Rep. Mike Pompeo (R-Kan.) said Boeing will “break years and years of promises.”
“Boeing, like every company, has the right to change its business plans and operate in the best interests of its stakeholders,” Pompeo said. “What neither Boeing, nor any other company, has the right to do is make false statements, violate long-held commitments to communities or to receive federal contracts based on representations that it knows are not accurate.
Pompeo slammed the company for planning to leave “a state that helped make Boeing successful for more than 80 years and a state whose pride in its heritage with Boeing is second to none.”
While company executives said they plan to continue buying aircraft components from Kansas-based firms, Pompeo said “that work in no way substitutes for the decade of promises made by the Boeing Co. with regard to defense work on the KC-46 tanker at the Boeing Wichita facility.”
During a midday press briefing from Wichita, Mark Bass, Boeing’s vice president and general manager for maintenance, said company officials “do not take this decision lightly.”
The bottom line, he said, is that the Wichita facility is primarily used
for aircraft maintenance and modification work on existing aircraft, while the Air Force project would require assembling new planes.
If the tanker production line was set up in Wichita, the other parts of the plant over time “would erode” because there are “few opportunities” coming to secure that kind of work, Bass said.

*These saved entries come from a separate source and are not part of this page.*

//! tools, targets and current commands.

use console::style;

use bf_core::{BuildTarget, Error, Host, Platform, Registry, ToolSource};

fn json_error(e: serde_json::Error) -> Error {
    Error::fs("<stdout>", e)
}

fn source_label(source: &ToolSource) -> String {
    match source {
        ToolSource::Npm { package } => format!("npm {package}"),
        ToolSource::GitHub { owner, repo } => format!("github {owner}/{repo}"),
        ToolSource::Local => "local".to_string(),
    }
}

pub fn run_tools(registry: &Registry, json: bool) -> Result<(), Error> {
    if json {
        println!("{}", serde_json::to_string_pretty(registry.tools()).map_err(json_error)?);
        return Ok(());
    }

    println!(
        "{} {} tools:",
        style("==>").cyan().bold(),
        registry.tools().len()
    );
    for tool in registry.tools() {
        println!(
            "    {:<14} {:<16} {:<34} {}",
            style(&tool.id).bold(),
            tool.display_name,
            source_label(&tool.source),
            style(tool.binary_name()).dim()
        );
    }
    Ok(())
}

/// Targets for `tool` (or the default tool) in table order, optionally
/// limited to one platform.
pub fn list_targets(
    registry: &Registry,
    tool: Option<&str>,
    platform: Option<&str>,
) -> Result<Vec<BuildTarget>, Error> {
    let tool = match tool {
        Some(id) => registry.tool(id)?,
        None => registry.default_tool(),
    };
    let platform = platform.map(str::parse::<Platform>).transpose()?;
    let rendered = registry.targets_for_tool(tool);

    Ok(registry
        .templates()
        .iter()
        .filter(|t| platform.is_none_or(|p| t.platform == p))
        .filter_map(|t| rendered.get(t.id).cloned())
        .collect())
}

pub fn run_targets(
    registry: &Registry,
    tool: Option<&str>,
    platform: Option<&str>,
    json: bool,
) -> Result<(), Error> {
    let targets = list_targets(registry, tool, platform)?;
    if json {
        println!("{}", serde_json::to_string_pretty(&targets).map_err(json_error)?);
        return Ok(());
    }

    println!("{} {} targets:", style("==>").cyan().bold(), targets.len());
    for t in &targets {
        let note = t
            .cpu_note
            .as_deref()
            .or(t.default_shell.as_deref())
            .unwrap_or("");
        println!(
            "    {:<22} {:<26} {:<9} {:<34} {}",
            style(&t.id).bold(),
            t.triple,
            t.variant.as_str(),
            t.output,
            style(note).dim()
        );
    }
    Ok(())
}

pub fn run_current(registry: &Registry) -> Result<(), Error> {
    let host = Host::detect();
    let target = registry.current_target(&host);
    println!("{} host:   {}", style("==>").cyan().bold(), host);
    println!(
        "{} target: {}",
        style("==>").cyan().bold(),
        style(&target.id).bold()
    );
    if Some(target.platform) != host.platform || Some(target.arch) != host.arch {
        println!(
            "    {} no target matches this host; {} is a fallback",
            style("!").yellow().bold(),
            target.id
        );
    }
    Ok(())
}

He noted that labor costs in Kansas are pricier than at Boeing’s other facilities.
Bass and other company officials said they had no idea they would close the Kansas facility when the Air Force awarded that $35 billion tender, an assertion challenged sharply by the state’s congressional delegation.
“During the competition for the [tanker] contract, Boeing pledged that a win would bring approximately 7,500 jobs to Kansas, including hundreds of Boeing jobs associated with the finishing work on the new tankers,” Moran said. “It is hard to believe that conditions would have changed so rapidly over the past few months to bring about the decision to not only move the tanker finishing work elsewhere, but to also close down the entire facility.”
Boeing spokesman Doug Holmes said the company had hoped to secure additional aircraft modernization and maintenance work that it ultimately did not get in 2011. Those losses undercut the business case for keeping open the Wichita plant, Holmes said.
“Boeing probably doesn’t see any new aircraft modification and upgrade opportunities where politics will play a big role,” Aboulafia said. “It’s a question of eliminating overhead as defense spending falls versus preserving political clout.”
The bottom line is that in an era of declining annual Pentagon budgets, Aboulafia said, “cost-cutting won.”